Activity:
Every line of the data below is to be retyped exactly.

╭─ Provided material

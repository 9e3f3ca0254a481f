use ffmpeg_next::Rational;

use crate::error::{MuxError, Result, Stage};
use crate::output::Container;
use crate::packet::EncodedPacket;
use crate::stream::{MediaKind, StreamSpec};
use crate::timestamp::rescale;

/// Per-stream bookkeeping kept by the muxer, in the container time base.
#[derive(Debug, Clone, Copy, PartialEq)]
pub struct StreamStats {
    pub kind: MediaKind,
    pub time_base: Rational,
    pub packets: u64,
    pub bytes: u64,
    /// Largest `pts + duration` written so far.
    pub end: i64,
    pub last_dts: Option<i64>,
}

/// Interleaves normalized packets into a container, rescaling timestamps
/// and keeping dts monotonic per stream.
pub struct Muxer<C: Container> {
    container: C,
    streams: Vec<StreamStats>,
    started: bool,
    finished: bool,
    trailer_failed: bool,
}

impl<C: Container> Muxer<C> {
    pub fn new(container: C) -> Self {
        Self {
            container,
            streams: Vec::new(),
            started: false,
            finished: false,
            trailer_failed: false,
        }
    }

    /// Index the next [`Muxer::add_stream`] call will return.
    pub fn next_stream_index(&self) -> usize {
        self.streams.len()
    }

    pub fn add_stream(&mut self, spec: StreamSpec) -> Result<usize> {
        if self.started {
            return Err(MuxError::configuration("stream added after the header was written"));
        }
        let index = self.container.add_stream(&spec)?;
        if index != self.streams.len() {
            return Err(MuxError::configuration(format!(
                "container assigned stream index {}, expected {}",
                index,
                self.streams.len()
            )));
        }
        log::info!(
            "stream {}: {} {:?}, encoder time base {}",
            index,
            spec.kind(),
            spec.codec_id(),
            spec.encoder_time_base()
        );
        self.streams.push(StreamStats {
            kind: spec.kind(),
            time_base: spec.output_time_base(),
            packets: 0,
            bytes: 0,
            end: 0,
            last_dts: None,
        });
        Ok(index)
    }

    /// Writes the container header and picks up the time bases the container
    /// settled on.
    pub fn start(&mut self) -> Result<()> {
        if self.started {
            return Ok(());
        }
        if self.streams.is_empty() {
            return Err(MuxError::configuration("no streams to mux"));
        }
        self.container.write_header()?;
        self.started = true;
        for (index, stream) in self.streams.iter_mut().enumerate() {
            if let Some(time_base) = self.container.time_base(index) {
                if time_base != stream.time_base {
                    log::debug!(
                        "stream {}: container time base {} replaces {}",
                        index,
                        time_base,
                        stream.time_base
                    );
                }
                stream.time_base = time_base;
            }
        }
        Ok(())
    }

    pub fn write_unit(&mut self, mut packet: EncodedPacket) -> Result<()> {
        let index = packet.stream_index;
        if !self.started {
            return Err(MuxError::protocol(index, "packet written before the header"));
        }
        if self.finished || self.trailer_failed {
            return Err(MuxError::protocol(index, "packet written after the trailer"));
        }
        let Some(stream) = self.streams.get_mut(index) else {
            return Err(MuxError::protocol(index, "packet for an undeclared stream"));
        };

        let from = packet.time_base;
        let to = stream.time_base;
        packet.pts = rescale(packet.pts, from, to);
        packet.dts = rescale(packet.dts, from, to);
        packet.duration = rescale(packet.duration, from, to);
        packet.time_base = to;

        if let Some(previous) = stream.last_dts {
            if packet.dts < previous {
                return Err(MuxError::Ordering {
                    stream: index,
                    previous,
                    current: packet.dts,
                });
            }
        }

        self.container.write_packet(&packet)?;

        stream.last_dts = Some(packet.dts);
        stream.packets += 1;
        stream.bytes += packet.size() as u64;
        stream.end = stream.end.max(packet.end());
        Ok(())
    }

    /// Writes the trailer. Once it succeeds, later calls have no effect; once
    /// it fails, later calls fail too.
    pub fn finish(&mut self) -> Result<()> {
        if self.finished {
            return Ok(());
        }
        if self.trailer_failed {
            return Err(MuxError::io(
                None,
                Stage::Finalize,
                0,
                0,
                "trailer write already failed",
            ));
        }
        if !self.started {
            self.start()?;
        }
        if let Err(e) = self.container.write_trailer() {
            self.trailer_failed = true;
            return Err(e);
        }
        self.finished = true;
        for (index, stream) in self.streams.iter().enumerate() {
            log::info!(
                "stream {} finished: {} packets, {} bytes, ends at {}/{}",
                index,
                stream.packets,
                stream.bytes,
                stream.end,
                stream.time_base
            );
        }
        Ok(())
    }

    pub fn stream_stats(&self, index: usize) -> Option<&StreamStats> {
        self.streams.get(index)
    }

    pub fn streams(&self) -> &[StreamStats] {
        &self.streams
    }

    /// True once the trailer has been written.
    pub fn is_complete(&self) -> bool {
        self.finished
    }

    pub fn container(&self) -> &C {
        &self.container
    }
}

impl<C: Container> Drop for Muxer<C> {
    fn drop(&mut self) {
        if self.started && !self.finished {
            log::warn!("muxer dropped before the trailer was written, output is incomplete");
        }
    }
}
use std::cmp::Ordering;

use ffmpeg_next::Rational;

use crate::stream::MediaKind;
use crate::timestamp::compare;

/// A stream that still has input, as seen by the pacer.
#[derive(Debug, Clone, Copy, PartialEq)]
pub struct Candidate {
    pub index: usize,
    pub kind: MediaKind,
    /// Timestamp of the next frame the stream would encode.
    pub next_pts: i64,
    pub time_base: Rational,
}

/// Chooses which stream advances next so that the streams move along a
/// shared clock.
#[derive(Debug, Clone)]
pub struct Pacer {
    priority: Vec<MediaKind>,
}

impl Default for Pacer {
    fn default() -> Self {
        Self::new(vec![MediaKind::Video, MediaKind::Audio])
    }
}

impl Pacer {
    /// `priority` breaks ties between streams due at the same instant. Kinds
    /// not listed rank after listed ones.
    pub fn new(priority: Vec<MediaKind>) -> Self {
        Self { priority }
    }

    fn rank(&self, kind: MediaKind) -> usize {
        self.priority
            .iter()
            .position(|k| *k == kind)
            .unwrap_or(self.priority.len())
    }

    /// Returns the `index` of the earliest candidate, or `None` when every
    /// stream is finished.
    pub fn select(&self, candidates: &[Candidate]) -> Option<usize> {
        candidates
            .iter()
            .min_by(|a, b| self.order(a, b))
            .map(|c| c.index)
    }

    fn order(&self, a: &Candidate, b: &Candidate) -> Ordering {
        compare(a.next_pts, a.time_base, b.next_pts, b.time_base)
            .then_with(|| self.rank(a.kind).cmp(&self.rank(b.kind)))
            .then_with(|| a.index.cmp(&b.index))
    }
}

╰─

Response:
repository 9e3f3ca0254a481f
use ffmpeg_next::Rational;

use crate::error::{MuxError, Result, Stage};
use crate::output::Container;
use crate::packet::EncodedPacket;
use crate::stream::{MediaKind, StreamSpec};
use crate::timestamp::rescale;

/// Per-stream bookkeeping kept by the muxer, in the container time base.
#[derive(Debug, Clone, Copy, PartialEq)]
pub struct StreamStats {
    pub kind: MediaKind,
    pub time_base: Rational,
    pub packets: u64,
    pub bytes: u64,
    /// Largest `pts + duration` written so far.
    pub end: i64,
    pub last_dts: Option<i64>,
}

/// Interleaves normalized packets into a container, rescaling timestamps
/// and keeping dts monotonic per stream.
pub struct Muxer<C: Container> {
    container: C,
    streams: Vec<StreamStats>,
    started: bool,
    finished: bool,
    trailer_failed: bool,
}

impl<C: Container> Muxer<C> {
    pub fn new(container: C) -> Self {
        Self {
            container,
            streams: Vec::new(),
            started: false,
            finished: false,
            trailer_failed: false,
        }
    }

    /// Index the next [`Muxer::add_stream`] call will return.
    pub fn next_stream_index(&self) -> usize {
        self.streams.len()
    }

    pub fn add_stream(&mut self, spec: StreamSpec) -> Result<usize> {
        if self.started {
            return Err(MuxError::configuration("stream added after the header was written"));
        }
        let index = self.container.add_stream(&spec)?;
        if index != self.streams.len() {
            return Err(MuxError::configuration(format!(
                "container assigned stream index {}, expected {}",
                index,
                self.streams.len()
            )));
        }
        log::info!(
            "stream {}: {} {:?}, encoder time base {}",
            index,
            spec.kind(),
            spec.codec_id(),
            spec.encoder_time_base()
        );
        self.streams.push(StreamStats {
            kind: spec.kind(),
            time_base: spec.output_time_base(),
            packets: 0,
            bytes: 0,
            end: 0,
            last_dts: None,
        });
        Ok(index)
    }

    /// Writes the container header and picks up the time bases the container
    /// settled on.
    pub fn start(&mut self) -> Result<()> {
        if self.started {
            return Ok(());
        }
        if self.streams.is_empty() {
            return Err(MuxError::configuration("no streams to mux"));
        }
        self.container.write_header()?;
        self.started = true;
        for (index, stream) in self.streams.iter_mut().enumerate() {
            if let Some(time_base) = self.container.time_base(index) {
                if time_base != stream.time_base {
                    log::debug!(
                        "stream {}: container time base {} replaces {}",
                        index,
                        time_base,
                        stream.time_base
                    );
                }
                stream.time_base = time_base;
            }
        }
        Ok(())
    }

    pub fn write_unit(&mut self, mut packet: EncodedPacket) -> Result<()> {
        let index = packet.stream_index;
        if !self.started {
            return Err(MuxError::protocol(index, "packet written before the header"));
        }
        if self.finished || self.trailer_failed {
            return Err(MuxError::protocol(index, "packet written after the trailer"));
        }
        let Some(stream) = self.streams.get_mut(index) else {
            return Err(MuxError::protocol(index, "packet for an undeclared stream"));
        };

        let from = packet.time_base;
        let to = stream.time_base;
        packet.pts = rescale(packet.pts, from, to);
        packet.dts = rescale(packet.dts, from, to);
        packet.duration = rescale(packet.duration, from, to);
        packet.time_base = to;

        if let Some(previous) = stream.last_dts {
            if packet.dts < previous {
                return Err(MuxError::Ordering {
                    stream: index,
                    previous,
                    current: packet.dts,
                });
            }
        }

        self.container.write_packet(&packet)?;

        stream.last_dts = Some(packet.dts);
        stream.packets += 1;
        stream.bytes += packet.size() as u64;
        stream.end = stream.end.max(packet.end());
        Ok(())
    }

    /// Writes the trailer. Once it succeeds, later calls have no effect; once
    /// it fails, later calls fail too.
    pub fn finish(&mut self) -> Result<()> {
        if self.finished {
            return Ok(());
        }
        if self.trailer_failed {
            return Err(MuxError::io(
                None,
                Stage::Finalize,
                0,
                0,
                "trailer write already failed",
            ));
        }
        if !self.started {
            self.start()?;
        }
        if let Err(e) = self.container.write_trailer() {
            self.trailer_failed = true;
            return Err(e);
        }
        self.finished = true;
        for (index, stream) in self.streams.iter().enumerate() {
            log::info!(
                "stream {} finished: {} packets, {} bytes, ends at {}/{}",
                index,
                stream.packets,
                stream.bytes,
                stream.end,
                stream.time_base
            );
        }
        Ok(())
    }

    pub fn stream_stats(&self, index: usize) -> Option<&StreamStats> {
        self.streams.get(index)
    }

    pub fn streams(&self) -> &[StreamStats] {
        &self.streams
    }

    /// True once the trailer has been written.
    pub fn is_complete(&self) -> bool {
        self.finished
    }

    pub fn container(&self) -> &C {
        &self.container
    }
}

impl<C: Container> Drop for Muxer<C> {
    fn drop(&mut self) {
        if self.started && !self.finished {
            log::warn!("muxer dropped before the trailer was written, output is incomplete");
        }
    }
}
use std::cmp::Ordering;

use ffmpeg_next::Rational;

use crate::stream::MediaKind;
use crate::timestamp::compare;

/// A stream that still has input, as seen by the pacer.
#[derive(Debug, Clone, Copy, PartialEq)]
pub struct Candidate {
    pub index: usize,
    pub kind: MediaKind,
    /// Timestamp of the next frame the stream would encode.
    pub next_pts: i64,
    pub time_base: Rational,
}

/// Chooses which stream advances next so that the streams move along a
/// shared clock.
#[derive(Debug, Clone)]
pub struct Pacer {
    priority: Vec<MediaKind>,
}

impl Default for Pacer {
    fn default() -> Self {
        Self::new(vec![MediaKind::Video, MediaKind::Audio])
    }
}

impl Pacer {
    /// `priority` breaks ties between streams due at the same instant. Kinds
    /// not listed rank after listed ones.
    pub fn new(priority: Vec<MediaKind>) -> Self {
        Self { priority }
    }

    fn rank(&self, kind: MediaKind) -> usize {
        self.priority
            .iter()
            .position(|k| *k == kind)
            .unwrap_or(self.priority.len())
    }

    /// Returns the `index` of the earliest candidate, or `None` when every
    /// stream is finished.
    pub fn select(&self, candidates: &[Candidate]) -> Option<usize> {
        candidates
            .iter()
            .min_by(|a, b| self.order(a, b))
            .map(|c| c.index)
    }

    fn order(&self, a: &Candidate, b: &Candidate) -> Ordering {
        compare(a.next_pts, a.time_base, b.next_pts, b.time_base)
            .then_with(|| self.rank(a.kind).cmp(&self.rank(b.kind)))
            .then_with(|| a.index.cmp(&b.index))
    }
}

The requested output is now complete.